Thermochemistry of simple transition metal species as determined by guided ion beam mass spectrometry is reviewed. Compounds which are discussed include metal hydrides (both ionic and neutral), metal methyls (ionic and neutral), ionic metal methylidenes and metal methylidynes, and bis-methyl metal ions. The periodic trends in this thermochemistry are discussed with an eye on developing ways of applying the data to condensed phase species. The measurement of gas phase BDEs of transition metal species is just emerging from its infancy. The technological and theoretical tools necessary to obtain both accurate and precise values using beam techniques have only recently been developed, as have competing methods (such as photodisso ciation 28 and proton affinity measurements 43,44).
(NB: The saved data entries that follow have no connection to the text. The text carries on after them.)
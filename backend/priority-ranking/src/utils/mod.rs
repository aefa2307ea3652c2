// Utility functions for priority-ranking

use chrono::{DateTime, NaiveDate, NaiveDateTime, Utc};

const MILLIS_PER_HOUR: f64 = 3_600_000.0;

/// Offset-carrying layouts RFC 3339 rejects: minute precision, `Z` or short
/// `+00` offsets, and the space-separated form Postgres prints.
const OFFSET_DATETIME_FORMATS: [&str; 4] = [
    "%Y-%m-%dT%H:%M:%S%.f%#z",
    "%Y-%m-%d %H:%M:%S%.f%#z",
    "%Y-%m-%dT%H:%M%#z",
    "%Y-%m-%d %H:%M%#z",
];

/// Layouts the feed source emits without an offset; read as UTC.
const NAIVE_DATETIME_FORMATS: [&str; 4] = [
    "%Y-%m-%dT%H:%M:%S%.f",
    "%Y-%m-%d %H:%M:%S%.f",
    "%Y-%m-%dT%H:%M",
    "%Y-%m-%d %H:%M",
];

/// Parse a post timestamp.
///
/// Accepts RFC 3339 (`2026-02-19T12:00:00Z`, `+08:00` offsets, fractional
/// seconds), the looser ISO 8601 forms a browser `Date` takes (minute
/// precision, `+00` offsets, a space instead of `T`), offset-less date-times
/// and bare `YYYY-MM-DD` dates, the last two read as UTC. Returns `None` for
/// anything else, including blank input.
pub fn parse_timestamp(raw: &str) -> Option<DateTime<Utc>> {
    let raw = raw.trim();
    if raw.is_empty() {
        return None;
    }

    if let Ok(ts) = DateTime::parse_from_rfc3339(raw) {
        return Some(ts.with_timezone(&Utc));
    }

    for format in OFFSET_DATETIME_FORMATS {
        if let Ok(ts) = DateTime::parse_from_str(raw, format) {
            return Some(ts.with_timezone(&Utc));
        }
    }

    for format in NAIVE_DATETIME_FORMATS {
        if let Ok(naive) = NaiveDateTime::parse_from_str(raw, format) {
            return Some(naive.and_utc());
        }
    }

    NaiveDate::parse_from_str(raw, "%Y-%m-%d")
        .ok()
        .and_then(|date| date.and_hms_opt(0, 0, 0))
        .map(|naive| naive.and_utc())
}

/// Hours elapsed from `then` to `now`, clamped at zero for future timestamps
pub fn elapsed_hours(then: DateTime<Utc>, now: DateTime<Utc>) -> f64 {
    let millis = (now - then).num_milliseconds() as f64;
    (millis / MILLIS_PER_HOUR).max(0.0)
}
In combination with values from more established techniques (such as high temperature mass spectrometry 45 and spectroscopy), this gas phase thermochemistry provides a wealth of data which can be analysed for its periodic trends. As outlined above, these analyses can provide intrinsic bond energies for ionic and neutral metal hydrides (57–60 kcal mol −1), ionic and neutral metal methyls [2–8 kcal mol −1 higher than D 0(MH +) for cationic species, and ∼ 2 kcal mol −1 less than D 0 (MH) for neutral species], ionic metal methylidenes ( ∼ 94 kcal mol −1) and ionic metal methylidynes (∼ 130 kcal mol −1). Further, the periodic trends can help to identify influential factors in determining the strength or weakness of a bond. These include electronic (essentially hybridization) and polarization effects. Continued studies on even more complex transition metal species should enable even closer relationships between gas and condensed phase thermochemistry to be forged.